The Whitworth Thread.—The Whitworth (or British Standard Whitworth) thread, which is used principally in Great Britain, has an included angle of 55 degrees, and the threads are rounded at the top and at the root, as shown in Fig. 23. The shape of the tool used for cutting this thread is also shown in this illustration. The end is rounded to form the fillet at the root of the thread, and the round corners on the sides give the top of the thread the required curvature. Every pitch requires a different tool, and the cutting end is given the curved form by milling or hobbing. The hob used for this purpose is accurately threaded to correspond with the pitch for which the tool is required, and then it is fluted to form cutting edges, and is hardened. The hob is then used like a milling cutter for forming the end of the thread tool. The tool is sharpened by grinding on the top. The method of cutting a Whitworth thread is, of course, similar to that followed for a U. S. standard or V-thread, in that the tool is set square with the unthreaded blank and at the same height as the lathe centers, in order to secure a thread of the proper form. Care should be taken to turn the blank to the right diameter so that the top of the thread will be fully rounded when the screw is the required size.
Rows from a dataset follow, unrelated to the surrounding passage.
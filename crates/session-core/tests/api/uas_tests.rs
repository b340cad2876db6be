//! UAS API Tests

use rvoip_session_core::api::uas::{
    SimpleUasServer, UasServer, UasBuilder, 
    UasCallHandler, UasCallDecision, CallController
};
use rvoip_session_core::api::types::{SessionId, CallState, IncomingCall, CallSession};
use std::sync::Arc;
use async_trait::async_trait;
use tokio::sync::Mutex;
use serial_test::serial;

/// Test call handler that logs all calls
#[derive(Debug, Default)]
struct TestCallHandler {
    calls_received: Arc<Mutex<Vec<String>>>,
    auto_accept: bool,
}

#[async_trait]
impl UasCallHandler for TestCallHandler {
    async fn on_incoming_call(&self, call: IncomingCall) -> UasCallDecision {
        let mut calls = self.calls_received.lock().await;
        calls.push(format!("Incoming: {} -> {}", call.from, call.to));
        
        if self.auto_accept {
            UasCallDecision::Accept(None)
        } else {
            UasCallDecision::Defer
        }
    }
    
    async fn on_call_established(&self, session: CallSession) {
        let mut calls = self.calls_received.lock().await;
        calls.push(format!("Established: {}", session.id));
    }
    
    async fn on_call_ended(&self, session: CallSession, reason: String) {
        let mut calls = self.calls_received.lock().await;
        calls.push(format!("Ended: {} - {}", session.id, reason));
    }
    
    async fn on_dtmf_received(&self, session_id: SessionId, digit: char) {
        let mut calls = self.calls_received.lock().await;
        calls.push(format!("DTMF: {} - {}", session_id, digit));
    }
    
    async fn on_quality_update(&self, session_id: SessionId, mos_score: f32) {
        let mut calls = self.calls_received.lock().await;
        calls.push(format!("Quality: {} - {}", session_id, mos_score));
    }
}

/// Test controller for advanced features
#[derive(Debug, Default)]
struct TestController {
    pre_invite_called: Arc<Mutex<bool>>,
}

#[async_trait]
impl CallController for TestController {
    async fn pre_invite(&self, _call: &mut IncomingCall) -> bool {
        *self.pre_invite_called.lock().await = true;
        true // Allow the call
    }
    
    async fn post_decision(&self, _call: &IncomingCall, _decision: &mut UasCallDecision) {}
    
    async fn on_in_dialog_request(&self, _session_id: SessionId, _method: String, _body: Option<String>) {}
    
    async fn manipulate_sdp(&self, _sdp: &mut String, _is_offer: bool) {}
    
    async fn inject_headers(&self, _headers: &mut Vec<(String, String)>) {}
}

#[tokio::test]
#[serial]
async fn test_simple_uas_always_accept() {
    // Test the always-accept server
    let result = SimpleUasServer::always_accept("127.0.0.1:15060").await;
    
    assert!(result.is_ok(), "Failed to create always_accept server: {:?}", result.err());
    
    let server = result.unwrap();
    
    // Check that we can get active calls count
    let count = server.active_calls().await;
    assert!(count.is_ok());
    assert_eq!(count.unwrap(), 0, "Should have no active calls initially");
    
    // Clean shutdown
    let shutdown_result = server.shutdown().await;
    assert!(shutdown_result.is_ok(), "Failed to shutdown: {:?}", shutdown_result.err());
}

#[tokio::test]
#[serial]
async fn test_simple_uas_always_reject() {
    // Test the always-reject server
    let result = SimpleUasServer::always_reject(
        "127.0.0.1:15061",
        "Server in maintenance mode".to_string()
    ).await;
    
    assert!(result.is_ok(), "Failed to create always_reject server: {:?}", result.err());
    
    let server = result.unwrap();
    
    // Clean shutdown
    let _ = server.shutdown().await;
}

#[tokio::test]
#[serial]
async fn test_simple_uas_always_forward() {
    // Test the always-forward server
    let result = SimpleUasServer::always_forward(
        "127.0.0.1:15062",
        "sip:voicemail@example.com".to_string()
    ).await;
    
    assert!(result.is_ok(), "Failed to create always_forward server: {:?}", result.err());
    
    let server = result.unwrap();
    
    // Clean shutdown
    let _ = server.shutdown().await;
}

#[tokio::test]
#[serial]
async fn test_uas_builder() {
    // Test the UAS builder
    let handler = Arc::new(TestCallHandler::default());
    
    let result = UasBuilder::new("127.0.0.1:15063")
        .identity("sip:server@example.com")
        .user_agent("TestUAS/1.0")
        .max_concurrent_calls(100)
        .call_timeout(300)
        .handler(handler)
        .build()
        .await;
    
    assert!(result.is_ok(), "Failed to build UAS server: {:?}", result.err());
    
    let server = result.unwrap();
    
    // Verify server was created
    assert_eq!(server.pending_count().await, 0);
    
    // Clean shutdown
    let _ = server.shutdown().await;
}

#[tokio::test]
#[serial]
async fn test_uas_with_controller() {
    // Test UAS with both handler and controller
    let handler = Arc::new(TestCallHandler {
        calls_received: Arc::new(Mutex::new(Vec::new())),
        auto_accept: false,
    });
    
    let controller = Arc::new(TestController::default());
    let pre_invite_flag = controller.pre_invite_called.clone();
    
    let config = rvoip_session_core::api::uas::UasConfig {
        local_addr: "127.0.0.1:15064".to_string(),
        identity: "sip:advanced@example.com".to_string(),
        ..Default::default()
    };
    
    let result = UasServer::new_with_controller(config, handler, controller).await;
    assert!(result.is_ok(), "Failed to create UAS with controller: {:?}", result.err());
    
    let server = result.unwrap();
    
    // Server is running but no calls yet
    assert_eq!(server.pending_count().await, 0);
    assert_eq!(server.get_active_calls().await.len(), 0);
    
    // Controller pre_invite should not be called yet
    assert!(!*pre_invite_flag.lock().await);
    
    // Clean shutdown
    let _ = server.shutdown().await;
}

#[tokio::test]
#[serial]
async fn test_uas_pending_call_management() {
    // Test pending call operations
    let handler = Arc::new(TestCallHandler {
        calls_received: Arc::new(Mutex::new(Vec::new())),
        auto_accept: false, // Defer all calls
    });
    
    let config = rvoip_session_core::api::uas::UasConfig {
        local_addr: "127.0.0.1:15065".to_string(),
        ..Default::default()
    };
    
    let server = UasServer::new(config, handler).await
        .expect("Failed to create UAS server");
    
    // Initially no pending calls
    assert_eq!(server.pending_count().await, 0);
    
    // Process pending (should be no-op with no calls)
    let result = server.process_pending_calls().await;
    assert!(result.is_ok());
    
    // Note: We can't easily test actual call handling without a real SIP stack
    // but we've verified the API works
    
    // Clean shutdown
    let _ = server.shutdown().await;
}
Worm Threads.—The standard worm thread has an angle of 29 degrees between the sides, the same as an Acme thread, but the depth of a worm thread and the width of the flat at the top and bottom differ from the Acme standard, as will be seen by comparing Figs. 21 and 24. The whole depth of the thread equals the linear pitch multiplied by 0.6866, and the width of the thread tool at the end equals the linear pitch multiplied by 0.31. Gages notched for threads of different pitch are ordinarily used when grinding worm thread tools.

When it is necessary to cut multiple-threaded worms of large lead in an ordinary lathe, difficulty is sometimes experienced because the lead-screw must be geared to run much faster than the spindle, thus imposing excessive strains on the gearing. This difficulty is sometimes overcome by mounting a belt pulley on the lead-screw, beside the change gear, and connecting it to the countershaft by a belt; the spindle is then driven through the change gearing from the lead-screw, instead of vice versa.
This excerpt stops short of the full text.